At least finding the right players has never been a problem.

“It’s always been a family thing,” insists Childress. “Mike and I have played together since we were 11.” The inspiration, he says, began with a tennis racket and a trash can.

But after high school, glam set in like a paisley plague. Childress became the front man and Allen the drummer for Sik Dik (out of Atlanta), the ultimate spandex-clad tribute band. Their high-school friend, Robin Fink, took up the guitar position (Fink would later go on to play with Nine Inch Nails, and is presently working with Guns N’ Roses).

“We were taking the glam-feminine persona to the weird part,” remembers Childress. “We had nose pierces … goth girlfriends and tattoos.”

Despite the plastic attention, Childress began to crave his old confidante. “I wanted to play the guitar again,” he says. “I had a burning desire to get back to the source.” The band, he says, “was like a big art project.”

And the crucial stroke came courtesy of Liza Minnelli’s swan song — the high-glitz, Oscar-decorated film version of Cabaret. In particular, the movie’s notorious master-of-ceremonies character.

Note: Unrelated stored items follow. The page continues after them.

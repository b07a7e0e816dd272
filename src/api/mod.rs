/*
 * Responsibility
 * - Public surface of the /api tree (re-export routes())
 */
pub mod dto;
pub mod handlers;
mod routes;

pub use routes::routes;
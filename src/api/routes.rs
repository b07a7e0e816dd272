/*
 * Responsibility
 * - URL structure under /api
 * - Wrong method on a known path → AppError::MethodNotAllowed (405)
 */
use axum::{Router, http::Method, routing::get};

use crate::api::handlers::health::health;
use crate::error::AppError;
use crate::state::AppState;

pub fn routes() -> Router<AppState> {
    Router::new()
        .route("/health", get(health))
        .method_not_allowed_fallback(method_not_allowed)
}

async fn method_not_allowed(method: Method) -> AppError {
    AppError::method_not_allowed(method.as_str())
}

“I rented Cabaret one evening and I totally flipped out on Joel Grey,” Childress reveals. “We decided that’s what we wanted our image to be — a gypsy/vaudevillian style.”

Allen and Childress then recruited Patrick Kelly for bass duties, and the shows (beginning in 1993 and based in Atlanta) immediately drew favor for their debauchery, carnival-tainted lyrics and unlikely instrumental prowess.

Real life, though, became an issue in 1999 — Allen went to Hollywood, Childress prepared for becoming a father, and Kelly went back to school. So the band took an extended break — until fan requests spurred them to do a reunion show in Asheville in 2000.

The reunion is four years old now, but distance remains a hindrance. Childress lives in Asheville, away from his mates, who are both back in Atlanta. Marketing woes also play a major part in the band’s lack of widespread success. The Goodies!’ blessing — and curse — is their utter lack of a genre.

“Record labels are always wondering how they’re going to sell something,” laments Childress. “Marketing is usually about selling one identifiable product.”

But, fat new album aside, the prime indicator for The Goodies!’ future success may be confidence — a trait the group struts in spades.

“We were never worried that our band wouldn’t work,” says Childress. “We had no doubt that what we were doing was killer.”

He pauses, then adds with a rueful grin: “All we’re concerned about is world domination.”

[Freelance music writer Hunter Pope is based in Asheville.]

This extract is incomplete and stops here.